With a jerk of the pull handle, Jenkins’ STIHL, orange and white underneath a thin layer of fine sawdust and oil, woke up hungry. A diagonal cut through a log prepared it for two bear heads with little waste. 

Down stroke, down stroke. Jenkins stepped through the spreading layer of sawdust; wooden noodles smelling of fresh cut tree and a layer of fine slivers.

Down stroke, down stroke. Jenkins stoped the saw, set it on a bench. The abrupt silence echoes between the chambers of the inner ear and shell of safety ear muffs. Carpenter pencil in hand, he sketched guidelines. 

A short pull on another chainsaw from the bench. Side stroke, side stroke. Jenkins pondered momentarily, looked at the carved log from another angle. With the underside of the bar tip he cut curves, grooves, carved out pits, channels, waves — everything that makes chainsaw carving dangerous. 
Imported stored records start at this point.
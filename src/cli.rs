use std::path::PathBuf;

use clap::{Arg, ArgAction, ArgMatches, Command, value_parser};

use fslx::{ENV_TARGET_DIR, FslxError, FslxResult, InvocationRequest, Registry};

const ABOUT: &str = "\
fslx is a dumb wrapper around some of fsltools. It exists so we don't have
to remember the arbitrary names of FSL tools, nor the inconsistent parameter
naming conventions of each of them. fslx also accepts multiple images as
input to perform the same operation on each of them.";

const AFTER_HELP: &str = "\
Global options must come before the operation name.

Example: fslx --in-place --target-directory out moco run1.nii.gz run2.nii.gz";

/// Build the command surface: the shared global options plus one
/// subcommand per registry entry, with the operation's extra argument (if
/// any) preceding the input file list.
pub fn build_command(registry: &Registry) -> Command {
    let mut command = Command::new("fslx")
        .version(env!("CARGO_PKG_VERSION"))
        .about(ABOUT)
        .after_help(AFTER_HELP)
        .subcommand_required(true)
        .arg_required_else_help(true)
        .arg(
            Arg::new("target-directory")
                .short('t')
                .long("target-directory")
                .value_name("DIR")
                .env(ENV_TARGET_DIR)
                .value_parser(value_parser!(PathBuf))
                .help("Store output files in this directory instead of next to the inputs"),
        )
        .arg(
            Arg::new("in-place")
                .short('i')
                .long("in-place")
                .action(ArgAction::SetTrue)
                .help("After successful execution, delete the inputs"),
        );

    for operation in registry.operations() {
        let mut subcommand = Command::new(operation.name()).about(operation.about());
        if let Some(extra) = operation.extra_argument() {
            subcommand = subcommand.arg(
                Arg::new(extra.name)
                    .value_name(extra.name.to_ascii_uppercase())
                    .required(true)
                    .value_parser(value_parser!(f64))
                    .help(extra.help),
            );
        }
        subcommand = subcommand.arg(
            Arg::new("inputfiles")
                .value_name("FILE")
                .num_args(1..)
                .required(true)
                .value_parser(value_parser!(PathBuf))
                .help("Input images to operate on"),
        );
        command = command.subcommand(subcommand);
    }
    command
}

/// Extract the parsed user intent from clap's matches.
///
/// # Errors
///
/// Fails with [`FslxError::UnknownOperation`] when the dispatch key has no
/// registry entry. Unreachable when the matches came from
/// [`build_command`] over the same registry, but checked anyway.
pub fn request_from_matches(
    registry: &Registry,
    matches: &ArgMatches,
) -> FslxResult<InvocationRequest> {
    let (name, submatches) = match matches.subcommand() {
        Some(pair) => pair,
        None => {
            return Err(FslxError::UnknownOperation {
                name: "<missing>".to_string(),
            });
        }
    };
    let operation = registry.get(name)?;

    let extra = operation
        .extra_argument()
        .and_then(|extra| submatches.get_one::<f64>(extra.name).copied());
    let inputs = submatches
        .get_many::<PathBuf>("inputfiles")
        .map(|values| values.cloned().collect())
        .unwrap_or_default();

    Ok(InvocationRequest {
        operation: operation.name().to_string(),
        target_dir: matches.get_one::<PathBuf>("target-directory").cloned(),
        in_place: matches.get_flag("in-place"),
        inputs,
        extra,
    })
}
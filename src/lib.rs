pub mod dispatch;
pub mod error;
pub mod ops;
pub mod paths;
pub mod registry;
pub mod runner;

pub use dispatch::{Dispatcher, InputOutcome, InvocationRequest, RunSummary, Success};
pub use error::{FslxError, FslxResult};
pub use ops::{Action, read_timing_parameter};
pub use paths::{derive_output_path, validate_inputs};
pub use registry::{ExtraArgument, Operation, Registry};
pub use runner::{SystemRunner, ToolOutput, ToolRunner};

/// Environment variable consulted for the default target directory.
pub const ENV_TARGET_DIR: &str = "FSLX_TARGET_DIR";
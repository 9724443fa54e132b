use std::path::PathBuf;

use thiserror::Error;

/// Result type alias for operations that may fail with [`FslxError`].
pub type FslxResult<T> = std::result::Result<T, FslxError>;

/// Error types that can occur while registering, resolving, or running
/// operations.
///
/// Registration and configuration problems abort a run before any input
/// is touched; external-tool failures are recorded per input by the
/// dispatcher and never abort the remaining inputs.
#[derive(Debug, Error)]
pub enum FslxError {
    /// An operation with the same name is already registered.
    #[error("operation `{name}` is already registered")]
    DuplicateOperation { name: String },
    /// The dispatch key has no registry entry.
    #[error("unknown operation `{name}`")]
    UnknownOperation { name: String },
    /// The requested target directory does not exist.
    #[error("target directory does not exist: {}", path.display())]
    TargetDirectoryMissing { path: PathBuf },
    /// An input file does not exist or cannot be opened for reading.
    #[error("cannot read input file: {}", path.display())]
    MissingInput { path: PathBuf },
    /// The external binary could not be found on the search path.
    #[error("`{tool}` was not found on PATH")]
    ToolNotFound { tool: String },
    /// The external binary ran but reported failure.
    #[error("`{tool}` failed ({status}): {stderr}")]
    ToolFailed {
        tool: String,
        status: String,
        stderr: String,
    },
    /// The external binary produced output we could not interpret.
    #[error("could not parse `{tool}` output: {output:?}")]
    UnparsableToolOutput { tool: String, output: String },
    /// The input image header carries no usable repetition time.
    #[error("no usable repetition time in the header of {}", path.display())]
    MissingTimingParameter { path: PathBuf },
    /// Registry metadata and dispatch arguments disagree. Unreachable when
    /// the parser is built from the same registry, but checked anyway.
    #[error("operation misconfigured: {detail}")]
    InvalidOperation { detail: String },
    /// File system I/O error.
    #[error(transparent)]
    Io(#[from] std::io::Error),
}
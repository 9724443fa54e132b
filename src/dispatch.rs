use std::fs;
use std::path::{Path, PathBuf};

use rayon::prelude::*;

use crate::error::{FslxError, FslxResult};
use crate::paths::{derive_output_path, validate_inputs};
use crate::registry::{Operation, Registry};
use crate::runner::ToolRunner;

/// Parsed user intent for one process run: which operation, where output
/// goes, and the inputs to apply it to. Consumed immediately by
/// [`Dispatcher::dispatch`]; never persisted.
#[derive(Debug, Clone)]
pub struct InvocationRequest {
    /// The chosen operation name.
    pub operation: String,
    /// Replace each input's directory component in derived output paths.
    /// Absent means outputs stay beside their inputs.
    pub target_dir: Option<PathBuf>,
    /// Delete each input after its action succeeds.
    pub in_place: bool,
    /// The input files to operate on.
    pub inputs: Vec<PathBuf>,
    /// Value of the operation's extra argument, when it declares one.
    pub extra: Option<f64>,
}

/// What one input produced when its action succeeded.
#[derive(Debug, Clone)]
pub struct Success {
    /// The derived output path, for operations that write one.
    pub output: Option<PathBuf>,
    /// A line worth showing to the user, e.g. a volume count.
    pub note: Option<String>,
}

/// Result of processing one input.
#[derive(Debug)]
pub struct InputOutcome {
    pub input: PathBuf,
    pub result: FslxResult<Success>,
}

/// Per-input results of a whole run, in input order.
///
/// A failed input never aborts the remaining ones; callers inspect
/// [`RunSummary::is_success`] to decide the process exit status.
#[derive(Debug)]
pub struct RunSummary {
    outcomes: Vec<InputOutcome>,
}

impl RunSummary {
    pub fn outcomes(&self) -> &[InputOutcome] {
        &self.outcomes
    }

    /// Whether every input was processed without error.
    pub fn is_success(&self) -> bool {
        self.outcomes.iter().all(|outcome| outcome.result.is_ok())
    }

    /// The inputs that failed, with their errors.
    pub fn failures(&self) -> impl Iterator<Item = (&Path, &FslxError)> {
        self.outcomes.iter().filter_map(|outcome| {
            outcome
                .result
                .as_ref()
                .err()
                .map(|error| (outcome.input.as_path(), error))
        })
    }
}

/// Applies a parsed [`InvocationRequest`] against a registry, once per
/// input file.
///
/// Configuration and validation problems abort the run before any per-file
/// work; external-tool failures are recorded per input. Parallel-capable
/// operations fan out across inputs with rayon, which is advisory only:
/// each input is processed independently and outcomes are collected in
/// input order either way.
pub struct Dispatcher<'a> {
    registry: &'a Registry,
    runner: &'a dyn ToolRunner,
}

impl<'a> Dispatcher<'a> {
    pub fn new(registry: &'a Registry, runner: &'a dyn ToolRunner) -> Self {
        Self { registry, runner }
    }

    /// Run the requested operation over every input.
    ///
    /// # Errors
    ///
    /// Fails with [`FslxError::UnknownOperation`],
    /// [`FslxError::TargetDirectoryMissing`], or
    /// [`FslxError::MissingInput`] before any action executes. Per-input
    /// failures are reported through the returned [`RunSummary`] instead.
    pub fn dispatch(&self, request: &InvocationRequest) -> FslxResult<RunSummary> {
        let operation = self.registry.get(&request.operation)?;

        if let Some(dir) = request.target_dir.as_deref() {
            if !dir.is_dir() {
                return Err(FslxError::TargetDirectoryMissing {
                    path: dir.to_path_buf(),
                });
            }
        }
        validate_inputs(request.inputs.iter().map(PathBuf::as_path))?;

        let outcomes = if operation.is_parallel_capable() && request.inputs.len() > 1 {
            request
                .inputs
                .par_iter()
                .map(|input| self.process(operation, request, input))
                .collect()
        } else {
            request
                .inputs
                .iter()
                .map(|input| self.process(operation, request, input))
                .collect()
        };
        Ok(RunSummary { outcomes })
    }

    fn process(
        &self,
        operation: &Operation,
        request: &InvocationRequest,
        input: &Path,
    ) -> InputOutcome {
        let result = self.process_one(operation, request, input);
        InputOutcome {
            input: input.to_path_buf(),
            result,
        }
    }

    fn process_one(
        &self,
        operation: &Operation,
        request: &InvocationRequest,
        input: &Path,
    ) -> FslxResult<Success> {
        let output = operation
            .output_suffix()
            .map(|suffix| derive_output_path(input, suffix, request.target_dir.as_deref()));
        let note = operation
            .action()
            .run(self.runner, input, request.extra, output.as_deref())?;
        // Only delete the input once its own action has reported success.
        if request.in_place {
            fs::remove_file(input)?;
        }
        Ok(Success { output, note })
    }
}
//! Stock reference data and price quotes.

use chrono::{DateTime, Utc};
use rust_decimal::Decimal;
use serde::{Deserialize, Serialize};

use super::error::PaisaError;
use super::money::{AMOUNT_DIGITS, check_money};

pub const STOCKS_PER_PAGE: usize = 20;

#[derive(Debug, Clone, PartialEq, Serialize)]
pub struct Stock {
    pub id: i64,
    pub symbol: String,
    pub company_name: String,
    pub sector: String,
    pub current_price: Decimal,
    pub previous_close: Decimal,
    pub market_cap: Option<i64>,
    pub is_active: bool,
    pub last_updated: DateTime<Utc>,
}

/// One row of imported reference data, keyed by symbol.
#[derive(Debug, Clone, PartialEq, Deserialize)]
pub struct StockListing {
    pub symbol: String,
    pub company_name: String,
    pub sector: String,
    pub current_price: Decimal,
    pub previous_close: Decimal,
    #[serde(default)]
    pub market_cap: Option<i64>,
}

impl StockListing {
    pub fn validate(&self) -> Result<(), PaisaError> {
        let symbol = self.symbol.trim();
        if symbol.is_empty() || symbol.len() > 10 {
            return Err(PaisaError::validation(
                "symbol",
                format!("'{}' must be 1 to 10 characters", self.symbol),
            ));
        }
        if self.current_price <= Decimal::ZERO {
            return Err(PaisaError::validation(
                "current_price",
                format!("{} must be positive", self.symbol),
            ));
        }
        if self.previous_close < Decimal::ZERO {
            return Err(PaisaError::validation(
                "previous_close",
                format!("{} cannot be negative", self.symbol),
            ));
        }
        check_money("current_price", self.current_price, AMOUNT_DIGITS)?;
        check_money("previous_close", self.previous_close, AMOUNT_DIGITS)?;
        Ok(())
    }
}

#[derive(Debug, Clone, PartialEq, Serialize)]
pub struct StockQuote {
    pub symbol: String,
    pub current_price: Decimal,
    pub previous_close: Decimal,
    pub change: Decimal,
    pub change_percent: Decimal,
}

impl From<&Stock> for StockQuote {
    fn from(stock: &Stock) -> Self {
        let change = stock.current_price - stock.previous_close;
        let change_percent = if stock.previous_close.is_zero() {
            Decimal::ZERO
        } else {
            (change / stock.previous_close * Decimal::ONE_HUNDRED).round_dp(2)
        };
        StockQuote {
            symbol: stock.symbol.clone(),
            current_price: stock.current_price,
            previous_close: stock.previous_close,
            change,
            change_percent,
        }
    }
}

#[derive(Debug, Clone, PartialEq, Serialize)]
pub struct StockPage {
    pub stocks: Vec<Stock>,
    pub page: usize,
    pub num_pages: usize,
    pub total: usize,
    pub search_query: String,
}

/// Clamp a 1-based page request into `1..=num_pages`; an empty result set
/// still has one (empty) page.
pub fn clamp_page(requested: Option<usize>, total: usize, per_page: usize) -> (usize, usize) {
    let num_pages = total.div_ceil(per_page).max(1);
    let page = requested.unwrap_or(1).clamp(1, num_pages);
    (page, num_pages)
}

/// Case-insensitive substring match against symbol or company name.
pub fn matches_search(stock: &Stock, query: &str) -> bool {
    let query = query.trim().to_lowercase();
    if query.is_empty() {
        return true;
    }
    stock.symbol.to_lowercase().contains(&query)
        || stock.company_name.to_lowercase().contains(&query)
}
Jenkins shook the smallest chainsaw from sleep. Curiously stubbed nosed, the bar, a short triangle that looks like it came from a scale model of a chainsaw, gently touched the fine details of the face. Cutting gradually into the bear head, removing the final excesses, caused it to grow soft hair on its muzzle and shaggy chest hair under its chin. Small strokes enlivened a listening pair of ears, furrowed a brow and placed curiosity in the eyes. 

In a birthday candle puff, Jenkins removed the last resting saw dust; the number eighty-nine in relief.